Full of Images Yet Starved for Usable Content? Think OCR

By Scott Mackey, April-28-10 | Permalink

We’re in the business of automating business processes – and one of the most popular is turning a seemingly endless flow of images into searchable PDF output.  Scanners, imaging software, legacy content repositories are all loaded with images and starved for usable content – until that content is revealed through the process of Optical Character Recognition (OCR).

Since the type, volume and quality of images varies widely, we are often asked: “How much hardware and software do I need?” It’s difficult to answer because it depends on a variety of factors including:

  • Image quality
  • Resolution
  • File size
  • Page count
  • Server hardware/network performance

All these factors have the potential to create deviations-  large and small – to overall system throughput.

Image Quality

Poor image quality makes the OCR engine work harder, such as when:

  • Characters are unclear
  • Characters merge with adjacent characters
  • Images are warped from the original scan

The lower the quality of the image, the slower the processing speed. Most high-quality software offers configurable settings where image clean-up and de-skewing can optimize the document prior to OCR to help optimize the likelihood of accurate character recognition.

Resolution

If you’ve ever zoomed in on a web image, you’ll know that they are quite pixilated (rough) when viewed up close. Higher resolution images remain clear as you zoom in. Correspondingly, if an OCR engine has clearer characters to analyze, it will have more success at rendering the output accurately.

The balance that needs to be struck is file size vs. OCR level quality. High-resolution scans have much larger file sizes than low-resolution scans, which introduces transmission and storage capacity costs.

Most experts suggest 300 dpi (dots per inch) as the best resolution to provide balance between OCR level quality and file size.

File Size and Page Count

Large page sizes (think CAD drawings) and documents with hundreds or thousands of pages logically take more time to process. Some systems allow you to segment files with large page counts into multiple files that can be distributed across multiple hardware/software instances for faster overall throughput and reduced bottlenecks. In more advanced environments you may have the option to ‘re-merge’ the newly recognized content if required.

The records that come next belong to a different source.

use std::fmt;
use std::path::PathBuf;

use time::OffsetDateTime;

use crate::convert::format::{ArtifactHandle, ConvertOptions, ExportFormat, QualityTier};
use crate::design::model::AnimationSettings;
use crate::foundation::core::{DesignId, JobId};
use crate::foundation::error::{StratumError, StratumResult};

/// Lifecycle state of an export job.
///
/// `created -> queued -> processing -> {completed | failed}`, with `cancelled` reachable from
/// `created` and `queued`. Terminal states never change.
#[derive(Clone, Copy, Debug, PartialEq, Eq, Hash, serde::Serialize, serde::Deserialize)]
#[serde(rename_all = "lowercase")]
pub enum JobStatus {
    /// Persisted, not yet queued.
    Created,
    /// Waiting for a worker.
    Queued,
    /// Claimed by a worker.
    Processing,
    /// Artifact available.
    Completed,
    /// Finished with an error.
    Failed,
    /// Cancelled before processing started.
    Cancelled,
}

impl JobStatus {
    /// Stable lowercase name.
    pub fn as_str(self) -> &'static str {
        match self {
            Self::Created => "created",
            Self::Queued => "queued",
            Self::Processing => "processing",
            Self::Completed => "completed",
            Self::Failed => "failed",
            Self::Cancelled => "cancelled",
        }
    }

    /// Whether no further transition is possible.
    pub fn is_terminal(self) -> bool {
        matches!(self, Self::Completed | Self::Failed | Self::Cancelled)
    }

    /// Whether `self -> next` is a permitted transition.
    pub fn can_transition_to(self, next: Self) -> bool {
        use JobStatus::*;
        matches!(
            (self, next),
            (Created, Queued)
                | (Created, Cancelled)
                | (Created, Failed)
                | (Queued, Processing)
                | (Queued, Cancelled)
                | (Queued, Failed)
                | (Processing, Completed)
                | (Processing, Failed)
        )
    }

    /// Progress percentage reported for this state.
    pub fn progress(self) -> u8 {
        match self {
            Self::Created | Self::Queued | Self::Cancelled => 0,
            Self::Processing => 10,
            Self::Completed | Self::Failed => 100,
        }
    }
}

impl fmt::Display for JobStatus {
    fn fmt(&self, f: &mut fmt::Formatter<'_>) -> fmt::Result {
        f.write_str(self.as_str())
    }
}

/// Export submission.
#[derive(Clone, Debug, Default, PartialEq, serde::Serialize, serde::Deserialize)]
#[serde(rename_all = "camelCase")]
pub struct ExportRequest {
    /// Design to export.
    pub design_id: DesignId,
    /// Opaque requester identity, recorded on the job.
    #[serde(default)]
    pub requester: String,
    /// Format name, validated on submit.
    pub format: String,
    /// Quality preset; the configured default when absent.
    #[serde(default, skip_serializing_if = "Option::is_none")]
    pub quality: Option<QualityTier>,
    /// Target width.
    #[serde(default, skip_serializing_if = "Option::is_none")]
    pub width: Option<u32>,
    /// Target height.
    #[serde(default, skip_serializing_if = "Option::is_none")]
    pub height: Option<u32>,
    /// Uniform scale.
    #[serde(default, skip_serializing_if = "Option::is_none")]
    pub scale: Option<f64>,
    /// Keep transparency where supported.
    #[serde(default)]
    pub transparent: bool,
    /// Background color override.
    #[serde(default, skip_serializing_if = "Option::is_none")]
    pub background_color: Option<String>,
    /// Replaces the design's animation settings for animated formats.
    #[serde(default, skip_serializing_if = "Option::is_none")]
    pub animation: Option<AnimationSettings>,
}

impl ExportRequest {
    /// Request `format` for `design_id` with default options.
    pub fn new(design_id: DesignId, format: impl Into<String>) -> Self {
        Self {
            design_id,
            format: format.into(),
            ..Self::default()
        }
    }

    /// Converter options derived from this request.
    pub fn options(&self, default_quality: QualityTier) -> ConvertOptions {
        ConvertOptions {
            quality: self.quality.unwrap_or(default_quality),
            width: self.width,
            height: self.height,
            scale: self.scale,
            transparent: self.transparent,
            background_color: self.background_color.clone(),
        }
    }
}

/// Failure recorded on a job.
#[derive(Clone, Debug, PartialEq, Eq, serde::Serialize, serde::Deserialize)]
#[serde(rename_all = "camelCase")]
pub struct JobError {
    /// Stable error code.
    pub code: String,
    /// Human-readable message.
    pub message: String,
    /// Raw diagnostics (subprocess output); internal only.
    #[serde(default, skip_serializing_if = "Option::is_none")]
    pub details: Option<String>,
}

impl From<&StratumError> for JobError {
    fn from(err: &StratumError) -> Self {
        let message = match err {
            StratumError::Conversion { message, .. } => message.clone(),
            other => other.to_string(),
        };
        Self {
            code: err.code().to_string(),
            message,
            details: err.diagnostics().map(str::to_string),
        }
    }
}

/// Public part of a [`JobError`].
#[derive(Clone, Debug, PartialEq, Eq, serde::Serialize, serde::Deserialize)]
pub struct PublicError {
    /// Stable error code.
    pub code: String,
    /// Human-readable message.
    pub message: String,
}

/// Metadata of a completed job's artifact.
#[derive(Clone, Debug, PartialEq, Eq, serde::Serialize, serde::Deserialize)]
#[serde(rename_all = "camelCase")]
pub struct ArtifactMeta {
    /// Location in artifact storage.
    pub path: PathBuf,
    /// Final path component of `path`.
    pub file_name: String,
    /// File size in bytes.
    pub size_bytes: u64,
    /// MIME type.
    pub mime_type: String,
    /// Delivery format.
    pub format: ExportFormat,
}

impl ArtifactMeta {
    /// Build metadata from a converter handle.
    pub fn from_handle(handle: ArtifactHandle, format: ExportFormat) -> Self {
        let file_name = handle
            .path
            .file_name()
            .map(|n| n.to_string_lossy().into_owned())
            .unwrap_or_default();
        Self {
            path: handle.path,
            file_name,
            size_bytes: handle.size_bytes,
            mime_type: handle.mime_type,
            format,
        }
    }
}

/// One export attempt.
#[derive(Clone, Debug, PartialEq, serde::Serialize, serde::Deserialize)]
#[serde(rename_all = "camelCase")]
pub struct ExportJob {
    /// Job identity.
    pub id: JobId,
    /// Exported design.
    pub design_id: DesignId,
    /// Requester identity.
    pub requester: String,
    /// Target format.
    pub format: ExportFormat,
    /// Converter options.
    pub options: ConvertOptions,
    /// Animation override.
    #[serde(default, skip_serializing_if = "Option::is_none")]
    pub animation: Option<AnimationSettings>,
    /// Current state.
    pub status: JobStatus,
    /// Progress percentage.
    pub progress: u8,
    /// 1 for the first attempt, incremented by each retry.
    pub attempt: u32,
    /// Job this one retries.
    #[serde(default, skip_serializing_if = "Option::is_none")]
    pub retry_of: Option<JobId>,
    /// Artifact metadata once completed.
    #[serde(default, skip_serializing_if = "Option::is_none")]
    pub artifact: Option<ArtifactMeta>,
    /// Failure once failed.
    #[serde(default, skip_serializing_if = "Option::is_none")]
    pub error: Option<JobError>,
    /// Creation time.
    #[serde(with = "time::serde::rfc3339")]
    pub created_at: OffsetDateTime,
    /// Last state change.
    #[serde(with = "time::serde::rfc3339")]
    pub updated_at: OffsetDateTime,
    /// When processing started.
    #[serde(default, with = "time::serde::rfc3339::option")]
    pub started_at: Option<OffsetDateTime>,
    /// When the job reached `completed` or `failed`.
    #[serde(default, with = "time::serde::rfc3339::option")]
    pub completed_at: Option<OffsetDateTime>,
    /// When the artifact may be purged.
    #[serde(default, with = "time::serde::rfc3339::option")]
    pub expires_at: Option<OffsetDateTime>,
}

impl ExportJob {
    /// New job in `created`.
    pub fn new(
        design_id: DesignId,
        requester: impl Into<String>,
        format: ExportFormat,
        options: ConvertOptions,
        animation: Option<AnimationSettings>,
        now: OffsetDateTime,
    ) -> Self {
        Self {
            id: JobId::new(),
            design_id,
            requester: requester.into(),
            format,
            options,
            animation,
            status: JobStatus::Created,
            progress: 0,
            attempt: 1,
            retry_of: None,
            artifact: None,
            error: None,
            created_at: now,
            updated_at: now,
            started_at: None,
            completed_at: None,
            expires_at: None,
        }
    }

    /// Fresh `created` job repeating this one's request.
    pub fn retry_from(&self, now: OffsetDateTime) -> Self {
        let mut job = Self::new(
            self.design_id,
            self.requester.clone(),
            self.format,
            self.options.clone(),
            self.animation,
            now,
        );
        job.retry_of = Some(self.id);
        job.attempt = self.attempt + 1;
        job
    }

    /// Move to `next`, stamping timestamps and progress.
    pub fn transition(&mut self, next: JobStatus, now: OffsetDateTime) -> StratumResult<()> {
        if !self.status.can_transition_to(next) {
            return Err(StratumError::invalid_state(format!(
                "job {} cannot move from {} to {}",
                self.id, self.status, next
            )));
        }
        self.status = next;
        self.progress = next.progress();
        self.updated_at = now;
        match next {
            JobStatus::Processing => self.started_at = Some(now),
            JobStatus::Completed | JobStatus::Failed => self.completed_at = Some(now),
            _ => {}
        }
        Ok(())
    }

    /// Public status view.
    pub fn view(&self) -> JobStatusView {
        JobStatusView {
            id: self.id,
            status: self.status,
            progress: self.progress,
            artifact: self.artifact.clone(),
            error: self.error.as_ref().map(|e| PublicError {
                code: e.code.clone(),
                message: e.message.clone(),
            }),
            attempt: self.attempt,
            retry_of: self.retry_of,
        }
    }
}

/// Status exposed to callers; never carries raw diagnostics.
#[derive(Clone, Debug, PartialEq, Eq, serde::Serialize, serde::Deserialize)]
#[serde(rename_all = "camelCase")]
pub struct JobStatusView {
    /// Job identity.
    pub id: JobId,
    /// Current state.
    pub status: JobStatus,
    /// Progress percentage.
    pub progress: u8,
    /// Artifact metadata once completed.
    #[serde(default, skip_serializing_if = "Option::is_none")]
    pub artifact: Option<ArtifactMeta>,
    /// Error code and message once failed.
    #[serde(default, skip_serializing_if = "Option::is_none")]
    pub error: Option<PublicError>,
    /// Attempt number.
    pub attempt: u32,
    /// Job this one retries.
    #[serde(default, skip_serializing_if = "Option::is_none")]
    pub retry_of: Option<JobId>,
}

#[cfg(test)]
#[path = "../../tests/unit/export/job.rs"]
mod tests;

Server Hardware/Network Performance

Faster, more powerful servers will process documents faster than slower ones – no surprise there. For users, the network performance can play a role since files and instructions need to be transferred. This is more of an issue when the server resides in a different geographic region than the user. For enterprise users, look for technology that can be seamlessly scaled out to meet large or dynamic requirements. Our customers often deploy multiple instances of the application to maximize performance while benefitting from the added fault tolerance and redundancy.

PDF/A Requirements

Consider also the overall goals of making the content searchable. The ISO standard PDF/A (PDF for Archive) is a growing requirement – making documents searchable in a format that is an approved standard for long term accessibility.

Though more popular in Europe at the moment there is a growing wave of interest in both PDF/A and the requirement to – wherever possible – use OCR to make the content searchable.

In the U.S. the National Archives and Records Administration (NARA) discusses both PDF/A and OCR on it’s web site:

”Agencies that embed searchable text in PDF scanned images should use OCR processes that do not alter the original bit-mapped image. For example: agencies should avoid OCR processes that substitute OCR’d text for bitmapped characters, and/or use lossy compression to reduce file size.”

As with any project start with the end in mind – what is the intended use for the content – consider the items above as you determine the best setup for your OCR solution. Doing it right will maximize the value you derive from your content.